Well, ‘Judy’, directed by Rupert Goold, with original music by Gabriel Yared, featuring Zellweger herself singing and wearing some beautifully modern costumes by Jany Temime and wigs plus makeup by Jeremy Woodhead was everything I wanted it to be — beautiful, glamorous, sad and poignantly modern.
So did anyone else who watched the film see a Weinstein like figure in the presence of Louis B. Mayer — Judy Garland’s “mentor”. I put that in quotes because Mayer himself was mean, put her down, got her addicted to drugs and touched her inappropriately. And yet didn’t differ so much in his approach from the modern maestro of the inappropriate himself. A '#MeToo moment for sure.
And then did anyone else break down at the relationship that Garland had with her fans, two of whom are actually fictional add-ins for the movie but who provide one of the most intimate, touching scenes in modern cinema? About their very presence Goold admitted, “most of the story is accurate and true. Her going back with the fans is something we’ve added, this was our fantasy of that part of her. A scene that came when we were trying to connect her to LGBT’s community and their relationship with her. It was important that we gave space to that.“
The ‘Judy’ filmmaker talked about the idea of capturing an iconic figure in the last years of their life and career. “Thing of Roger Federer,” he said during the press conference at the Rome Film Festival where I finally got to watch the film, “we don’t have many more years of watching him as a tennis player and there is something even more magical about watching him.”

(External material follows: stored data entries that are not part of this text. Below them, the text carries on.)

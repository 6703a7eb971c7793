use super::normalize::normalize;

const ELLIPSIS: &str = "...";

/// Rejoin a title the guide split with an ellipsis into the synopsis.
///
/// `"Film Title..."` + `"...continues here: the plot"` becomes
/// `"Film Title continues here"` + `"the plot"`. The split point is the
/// earliest colon or full stop after the synopsis's leading ellipsis; with
/// neither present nothing is joined. Returns the new title and synopsis.
pub(crate) fn join_title(title: &str, synopsis: &str) -> Option<(String, String)> {
    let head = title.strip_suffix(ELLIPSIS)?;
    let tail = synopsis.strip_prefix(ELLIPSIS)?;

    let split = match (tail.find(':'), tail.find('.')) {
        (Some(colon), Some(stop)) => colon.min(stop),
        (Some(colon), None) => colon,
        (None, Some(stop)) => stop,
        (None, None) => return None,
    };

    let title = normalize(&format!("{head} {}", &tail[..split]));
    let synopsis = normalize(&tail[split + 1..]);
    Some((title, synopsis))
}

#[cfg(test)]
mod tests {
    use super::join_title;

    #[test]
    fn joins_at_colon() {
        let (title, synopsis) =
            join_title("Film Title...", "...continues here: rest of synopsis").unwrap();
        assert_eq!(title, "Film Title continues here");
        assert_eq!(synopsis, "rest of synopsis");
    }

    #[test]
    fn joins_at_earliest_of_colon_and_stop() {
        let (title, synopsis) = join_title("The Long...", "...Goodbye. Noir: classic").unwrap();
        assert_eq!(title, "The Long Goodbye");
        assert_eq!(synopsis, "Noir: classic");
    }

    #[test]
    fn needs_both_ellipses() {
        assert!(join_title("Film Title", "...continues: rest").is_none());
        assert!(join_title("Film Title...", "continues: rest").is_none());
    }

    #[test]
    fn no_split_point_no_join() {
        assert!(join_title("Film Title...", "...continues without end").is_none());
    }
}
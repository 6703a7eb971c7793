use once_cell::sync::Lazy;
use regex::Regex;

static LEADING_NON_WORD: Lazy<Regex> =
    Lazy::new(|| Regex::new(r"^[^A-Za-z0-9_]+").expect("leading non-word regex"));
static WHITESPACE_RUN: Lazy<Regex> =
    Lazy::new(|| Regex::new(r"\s\s+").expect("whitespace run regex"));

/// Strip leading non-word characters, collapse whitespace runs and trim.
///
/// # Examples
/// ```
/// use skygnome_core::normalize;
///
/// assert_eq!(normalize("... the  story   so far "), "the story so far");
/// ```
pub fn normalize(text: &str) -> String {
    let text = LEADING_NON_WORD.replace(text, "");
    let text = WHITESPACE_RUN.replace_all(&text, " ");
    text.trim().to_string()
}

/// Remove the first occurrence of `gunk`, then normalize what is left.
pub(crate) fn remove(text: &str, gunk: &str) -> String {
    normalize(&text.replacen(gunk, "", 1))
}

#[cfg(test)]
mod tests {
    use super::{normalize, remove};

    #[test]
    fn normalize_strips_leading_punctuation() {
        assert_eq!(normalize("...continues"), "continues");
        assert_eq!(normalize(" - Drama"), "Drama");
    }

    #[test]
    fn normalize_keeps_inner_punctuation() {
        assert_eq!(normalize("A tale. Of two\t\tcities."), "A tale. Of two cities.");
    }

    #[test]
    fn normalize_of_only_punctuation_is_empty() {
        assert_eq!(normalize("..."), "");
    }

    #[test]
    fn remove_takes_first_occurrence_only() {
        assert_eq!(remove("a (x) b (x) c", "(x)"), "a b (x) c");
    }
}
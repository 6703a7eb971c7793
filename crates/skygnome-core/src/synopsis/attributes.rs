use once_cell::sync::Lazy;
use regex::Regex;

use super::normalize::remove;
use super::{Extracted, Extractor};

static BRACKETED: Lazy<Regex> =
    Lazy::new(|| Regex::new(r"\[([^\]]+)\]").expect("bracket regex"));

/// Broadcast attribute codes as they appear inside `[...]`.
const ATTRIBUTES: &[(&str, &str)] = &[
    ("AD", "audio description"),
    ("C", "copy protected"),
    ("DS", "dolby stereo"),
    ("HD", "high definition"),
    ("S", "subtitles"),
    ("SL", "sign language"),
    ("UHD", "ultra high definition"),
    ("W", "widescreen"),
];

fn attribute_label(code: &str) -> Option<&'static str> {
    ATTRIBUTES
        .iter()
        .find(|(known, _)| *known == code)
        .map(|(_, label)| *label)
}

/// Collects every bracketed group, e.g. `[HD,S,AD]`, and removes it.
/// Unknown codes inside a group are dropped along with the group.
pub(crate) struct AttributeExtractor;

impl Extractor for AttributeExtractor {
    type Output = Vec<&'static str>;

    fn extract(&self, text: &str) -> Option<Extracted<Self::Output>> {
        let groups: Vec<(&str, &str)> = BRACKETED
            .captures_iter(text)
            .filter_map(|caps| Some((caps.get(0)?.as_str(), caps.get(1)?.as_str())))
            .collect();
        if groups.is_empty() {
            return None;
        }

        let mut labels = Vec::new();
        let mut remainder = text.to_string();
        for (whole, inner) in groups {
            labels.extend(inner.split(',').filter_map(|part| attribute_label(part.trim())));
            remainder = remove(&remainder, whole);
        }
        Some(Extracted {
            value: labels,
            remainder,
        })
    }
}

#[cfg(test)]
mod tests {
    use super::AttributeExtractor;
    use crate::synopsis::Extractor;

    #[test]
    fn maps_codes_in_order() {
        let found = AttributeExtractor.extract("Film. [HD, S ,AD]").unwrap();
        assert_eq!(
            found.value,
            vec!["high definition", "subtitles", "audio description"]
        );
        assert_eq!(found.remainder, "Film.");
    }

    #[test]
    fn collects_every_group() {
        let found = AttributeExtractor.extract("[W] Film [UHD,SL] again.").unwrap();
        assert_eq!(
            found.value,
            vec!["widescreen", "ultra high definition", "sign language"]
        );
        assert_eq!(found.remainder, "Film again.");
    }

    #[test]
    fn unknown_codes_are_dropped_with_their_group() {
        let found = AttributeExtractor.extract("Film [XYZ,DS] [Q]").unwrap();
        assert_eq!(found.value, vec!["dolby stereo"]);
        assert_eq!(found.remainder, "Film");
    }

    #[test]
    fn no_brackets_no_match() {
        assert!(AttributeExtractor.extract("Film (2001).").is_none());
        assert!(AttributeExtractor.extract("Empty [] brackets").is_none());
    }
}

About casting Zellweger he admitted, “I felt it was important it had an actress attached who was the right age,” but also, he continued, someone who possessed a “girl next door quality. She felt like your sister in some ways. Renee has always had that in her own career and there was some kind of symmetry there.” The symmetry related to the fact that, Goold explained “Renee had taken six years away from the system, she found it all very draining… She’d had her own complex relationship with fame, and I thought that would make her an interesting choice for the role.”
Had other actresses ever been considered for the role? “No, we really didn’t,” conceded Goold, admitting further that a Cate Blanchett or the likes felt more like “strong, determined women, which is not to say Judy Garland wasn’t strong but there was a fragility about her — and Renee has that butterfly quality, so I felt it was always her.” In fact, watching her inhabit the role completely, throw herself into the songs she lends her voice to, one understands just how brilliant the transition is. It is impossible for me now to imagine, to think of Judy Garland without seeing Zellweger there too. Her curved shoulders, the bones of her thin frame, her slim legs, the way she wears her costumes. She is Judy Garland — a modern, understandable version of the icon. Zellweger makes ‘Judy’ a woman, and that makes her perfect in this role.
Finally, the brilliance of the clothes lies in how Temime reinvents the cuts and translates the fabrics to make sense of them in a modern film. Just see some of the outfits from the film side by side with what Garland wore to understand how brilliant it all is. Oh, and not to be forgotten, wonderful performance by the unrecognizable Rufus Sewell who continues to be one of my favorite actors ever.
‘Judy’ has already played in American theaters but if you didn’t catch it yet, find a way to watch it. It will open in Italian theaters in January of 2020.